CHALLENGE OF THE PROFESSIONAL IDENTITY
At the joint meetings, each researcher also had to be prepared to allow researchers with other professional backgrounds to question their methods or interpretations in ways they may not have been used to. As Adrienne Mannov sees it, this may be because academia today educates students in silos, and that we are not used to posing questions across the sciences to people in other areas.
‘It wasn’t anything dramatic, but you could feel that there was more at stake. Questioning the scientific methods of another scientist feels a bit like questioning their professional identity,’ says Adrienne Mannov.
A JOINT PROJECT
She acknowledges that it takes time to learn to use the same words and to create a common understanding of an interdisciplinary research project with researchers having such different profiles as those in the SECURE project.
‘It’s about finding common ground in the work you do. As techno-anthropologists, we haven’t just been an add-on to the project. We all need each other for the project to be a success, and it has been enormously exciting,’ says Adrienne Mannov.
The SECURE project runs until 2021, and Adrienne Mannov hopes that the group will then be able to continue and develop its interdisciplinary cooperation.
AAU INTERDISCIPLINARY PROJECTS
This AAU Inside series focuses on the experiences of researchers from AAU’s five interdisciplinary research projects that could benefit others in the organisation.

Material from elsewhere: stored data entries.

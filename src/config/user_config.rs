//! User-level configuration for leo
//!
//! Supports loading config from:
//! - An explicit `--config <PATH>`
//! - ~/.config/leo/config.toml
//! - Environment variables (highest priority)

use super::settings::{AiSettings, LexiconSettings, ScoringConfig, ValidationConfig};
use anyhow::{bail, Context, Result};
use serde::{Deserialize, Serialize};
use std::path::{Path, PathBuf};
use tracing::{debug, warn};

#[derive(Debug, Clone, Default, PartialEq, Deserialize, Serialize)]
pub struct LeoConfig {
    #[serde(default)]
    pub ai: AiSettings,

    #[serde(default)]
    pub scoring: ScoringConfig,

    #[serde(default)]
    pub validation: ValidationConfig,

    #[serde(default)]
    pub lexicon: LexiconSettings,
}

impl LeoConfig {
    /// Load config from all sources, with priority:
    /// 1. Environment variables (highest)
    /// 2. `explicit` path if given, otherwise ~/.config/leo/config.toml
    ///
    /// An explicit path must exist and parse. A broken user config is
    /// reported and ignored.
    pub fn load(explicit: Option<&Path>) -> Result<Self> {
        let mut config = match explicit {
            Some(path) => Self::from_file(path)?,
            None => match Self::user_config_path().filter(|p| p.exists()) {
                Some(path) => Self::from_file(&path).unwrap_or_else(|e| {
                    warn!("Ignoring user config: {:#}", e);
                    LeoConfig::default()
                }),
                None => LeoConfig::default(),
            },
        };

        config.apply_env_overrides(|key| std::env::var(key).ok());
        config.validate()?;
        Ok(config)
    }

    pub fn from_file(path: &Path) -> Result<Self> {
        let content = std::fs::read_to_string(path)
            .with_context(|| format!("Failed to read config: {}", path.display()))?;
        let config: LeoConfig = toml::from_str(&content)
            .with_context(|| format!("Failed to parse config: {}", path.display()))?;
        debug!("Loaded config from {}", path.display());
        Ok(config)
    }

    /// Get the user config file path
    pub fn user_config_path() -> Option<PathBuf> {
        dirs::config_dir().map(|p| p.join("leo").join("config.toml"))
    }

    /// Apply environment overrides through `lookup` (injected for tests)
    pub fn apply_env_overrides<F>(&mut self, lookup: F)
    where
        F: Fn(&str) -> Option<String>,
    {
        if let Some(key) = lookup("ANTHROPIC_API_KEY") {
            self.ai.anthropic_api_key = Some(key);
        }
        if let Some(key) = lookup("OPENAI_API_KEY") {
            self.ai.openai_api_key = Some(key);
        }
        if let Some(backend) = lookup("LEO_AI_BACKEND") {
            self.ai.backend = Some(backend);
        }
        if let Some(model) = lookup("LEO_AI_MODEL") {
            self.ai.model = Some(model);
        }
    }

    pub fn validate(&self) -> Result<()> {
        if !self.scoring.is_valid() {
            bail!(
                "Invalid [scoring]: moderate_threshold ({}) must be > 0 and <= high_threshold ({})",
                self.scoring.moderate_threshold,
                self.scoring.high_threshold
            );
        }
        if !self.validation.is_valid() {
            bail!(
                "Invalid [validation]: min_length ({}) must be <= max_length ({}) and max_options > 0",
                self.validation.min_length,
                self.validation.max_length
            );
        }
        if !self.ai.is_valid() {
            bail!("Invalid [ai]: generated_confidence must be within 0..=1 and timeout_secs > 0");
        }
        Ok(())
    }

    /// Write an example config to `path` (or the user config path) unless
    /// one already exists. Returns the path.
    pub fn init_user_config(path: Option<&Path>) -> Result<PathBuf> {
        let config_path = match path {
            Some(p) => p.to_path_buf(),
            None => Self::user_config_path()
                .ok_or_else(|| anyhow::anyhow!("Could not determine config directory"))?,
        };

        if let Some(parent) = config_path.parent() {
            std::fs::create_dir_all(parent)?;
        }

        if !config_path.exists() {
            let example = r#"# Leo configuration

[ai]
# Ask an LLM for extra rewrites (rule-based options are always produced)
# enabled = true
# backend = "anthropic"   # or "openai", "openrouter", "deepinfra", "ollama"
# model = "claude-sonnet-4-20250514"
# timeout_secs = 20
# generated_confidence = 0.9

[scoring]
# category_weight = 2
# punctuation_weight = 1
# all_caps_weight = 3
# high_threshold = 6
# moderate_threshold = 3

[validation]
# min_length = 5
# max_length = 500
# max_options = 3

[lexicon]
# path = "/path/to/lexicon.toml"
"#;
            std::fs::write(&config_path, example)
                .with_context(|| format!("Failed to write {}", config_path.display()))?;
        }

        Ok(config_path)
    }
}
//! Generator collaborator
//!
//! The engine only sees the [`Generator`] trait. [`LlmGenerator`] is the
//! real implementation over [`AiClient`]; [`TimeoutGenerator`] bounds the
//! latency of any generator by running it on a worker thread.

use super::{AiClient, AiError, AiResult, Prompt};
use crossbeam_channel::{bounded, RecvTimeoutError};
use regex::Regex;
use std::sync::{Arc, OnceLock};
use std::time::Duration;
use tracing::debug;

/// Source of extra candidate texts
pub trait Generator: Send + Sync {
    fn name(&self) -> &str {
        "generator"
    }

    /// Produce candidates for `prompt`. An empty list is a normal answer.
    fn generate(&self, prompt: &Prompt) -> AiResult<Vec<String>>;
}

impl<G: Generator + ?Sized> Generator for Arc<G> {
    fn name(&self) -> &str {
        (**self).name()
    }

    fn generate(&self, prompt: &Prompt) -> AiResult<Vec<String>> {
        (**self).generate(prompt)
    }
}

static NUMBERED_LINE: OnceLock<Regex> = OnceLock::new();

fn numbered_line() -> &'static Regex {
    NUMBERED_LINE.get_or_init(|| Regex::new(r"^\s*(\d+)\s*[.)]\s*(.+?)\s*$").unwrap())
}

/// Extract items `1.` to `max.` from a model answer, in order of appearance
pub fn parse_numbered(content: &str, max: usize) -> Vec<String> {
    content
        .lines()
        .filter_map(|line| {
            let caps = numbered_line().captures(line)?;
            let n: usize = caps[1].parse().ok()?;
            if n == 0 || n > max {
                return None;
            }
            let text = caps[2].trim_matches(|c| c == '"' || c == '«' || c == '»').trim();
            (!text.is_empty()).then(|| text.to_string())
        })
        .take(max)
        .collect()
}

pub struct LlmGenerator {
    client: AiClient,
}

impl LlmGenerator {
    pub fn new(client: AiClient) -> Self {
        Self { client }
    }
}

impl Generator for LlmGenerator {
    fn name(&self) -> &str {
        self.client.model()
    }

    fn generate(&self, prompt: &Prompt) -> AiResult<Vec<String>> {
        let content = self.client.complete(prompt)?;
        let items = parse_numbered(&content, prompt.kind.expected_items());
        debug!(
            "{} returned {} numbered item(s)",
            self.client.model(),
            items.len()
        );
        Ok(items)
    }
}

/// Wraps a generator with a wall-clock deadline.
///
/// A late answer is discarded; the worker thread finishes on its own.
pub struct TimeoutGenerator {
    inner: Arc<dyn Generator>,
    timeout: Duration,
}

impl TimeoutGenerator {
    pub fn new(inner: impl Generator + 'static, timeout: Duration) -> Self {
        Self {
            inner: Arc::new(inner),
            timeout,
        }
    }

    pub fn timeout(&self) -> Duration {
        self.timeout
    }
}

impl Generator for TimeoutGenerator {
    fn name(&self) -> &str {
        self.inner.name()
    }

    fn generate(&self, prompt: &Prompt) -> AiResult<Vec<String>> {
        let (tx, rx) = bounded(1);
        let inner = Arc::clone(&self.inner);
        let prompt = prompt.clone();

        std::thread::Builder::new()
            .name("leo-generator".to_string())
            .spawn(move || {
                // receiver may be gone after a timeout
                let _ = tx.send(inner.generate(&prompt));
            })
            .map_err(|e| AiError::Unavailable(format!("failed to spawn worker: {}", e)))?;

        match rx.recv_timeout(self.timeout) {
            Ok(result) => result,
            Err(RecvTimeoutError::Timeout) => Err(AiError::Timeout(self.timeout)),
            Err(RecvTimeoutError::Disconnected) => Err(AiError::Unavailable(
                "generator worker exited without answering".to_string(),
            )),
        }
    }
}

#[cfg(test)]
mod tests {
    use super::*;
    use crate::models::AnalysisResult;

    struct Fixed(Vec<String>);

    impl Generator for Fixed {
        fn generate(&self, _prompt: &Prompt) -> AiResult<Vec<String>> {
            Ok(self.0.clone())
        }
    }

    struct Slow;

    impl Generator for Slow {
        fn generate(&self, _prompt: &Prompt) -> AiResult<Vec<String>> {
            std::thread::sleep(Duration::from_millis(500));
            Ok(vec!["trop tard".to_string()])
        }
    }

    struct Panics;

    impl Generator for Panics {
        fn generate(&self, _prompt: &Prompt) -> AiResult<Vec<String>> {
            panic!("boom")
        }
    }

    fn prompt() -> Prompt {
        Prompt::rephrase("Bonjour", &AnalysisResult::default(), None)
    }

    #[test]
    fn test_parse_numbered() {
        let content = "Voici deux propositions :\n1. Je serai là à 18h.\n2) \"Peux-tu confirmer l'horaire ?\"\n3. En trop";
        assert_eq!(
            parse_numbered(content, 2),
            vec!["Je serai là à 18h.", "Peux-tu confirmer l'horaire ?"]
        );
    }

    #[test]
    fn test_parse_numbered_ignores_noise() {
        assert!(parse_numbered("Désolé, je ne peux pas.", 3).is_empty());
        assert!(parse_numbered("1.   \n0. zéro", 3).is_empty());
    }

    #[test]
    fn test_timeout_passes_fast_answer() {
        let g = TimeoutGenerator::new(
            Fixed(vec!["Bonjour, à samedi.".to_string()]),
            Duration::from_secs(5),
        );
        assert_eq!(g.generate(&prompt()).unwrap(), vec!["Bonjour, à samedi."]);
    }

    #[test]
    fn test_timeout_fires() {
        let g = TimeoutGenerator::new(Slow, Duration::from_millis(20));
        assert!(matches!(g.generate(&prompt()), Err(AiError::Timeout(_))));
    }

    #[test]
    fn test_worker_panic_is_unavailable() {
        let g = TimeoutGenerator::new(Panics, Duration::from_secs(5));
        assert!(matches!(g.generate(&prompt()), Err(AiError::Unavailable(_))));
    }
}
//! Error type for criteria execution.

/// Error returned by [`Criteria`](super::Criteria) and scope dispatch
///
/// Backend and store failures are folded into `QueryFailed`; callers tell the
/// categories apart with the `is_*` helpers or by matching.
#[derive(Debug, Clone, PartialEq, Eq)]
pub enum CriteriaError {
    /// Execution was attempted before any restriction was added
    EmptySelector,
    /// The backend call, response parsing, or record fetch failed
    QueryFailed(String),
    /// `call` named an operation nothing on the criteria or model provides
    UnknownOperation(String),
}

impl CriteriaError {
    pub fn is_empty_selector(&self) -> bool {
        matches!(self, CriteriaError::EmptySelector)
    }

    pub fn is_query_failed(&self) -> bool {
        matches!(self, CriteriaError::QueryFailed(_))
    }

    pub fn is_unknown_operation(&self) -> bool {
        matches!(self, CriteriaError::UnknownOperation(_))
    }
}

impl std::fmt::Display for CriteriaError {
    fn fmt(&self, f: &mut std::fmt::Formatter<'_>) -> std::fmt::Result {
        match self {
            CriteriaError::EmptySelector => {
                write!(f, "Criteria selector is empty, add a restriction before searching")
            }
            CriteriaError::QueryFailed(msg) => write!(f, "Search query failed: {}", msg),
            CriteriaError::UnknownOperation(name) => {
                write!(f, "Unknown criteria operation: {}", name)
            }
        }
    }
}

impl std::error::Error for CriteriaError {}

#[cfg(test)]
mod tests {
    use super::*;

    #[test]
    fn test_categories() {
        assert!(CriteriaError::EmptySelector.is_empty_selector());
        assert!(CriteriaError::QueryFailed("x".into()).is_query_failed());
        assert!(CriteriaError::UnknownOperation("x".into()).is_unknown_operation());
        assert!(!CriteriaError::EmptySelector.is_query_failed());
    }

    #[test]
    fn test_display() {
        assert_eq!(
            CriteriaError::QueryFailed("timeout".into()).to_string(),
            "Search query failed: timeout"
        );
        assert!(CriteriaError::EmptySelector.to_string().contains("empty"));
    }
}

The interdisciplinary research projects were launched in 2018 with the aim of contributing to solve the major challenges of society that require knowledge from multiple areas. The five interdisciplinary research projects were selected by the AAU Executive Management as part of AAU’s strategy Knowledge for the World. With a total budget of DKK 45 million, the five projects are among the major research initiatives paid for solely by AAU.
The projects support AAU’s objective of promoting innovative interdisciplinary cooperation in five research areas inspired by Horizon 2020 and FORSK2025 (RESEARCH2025).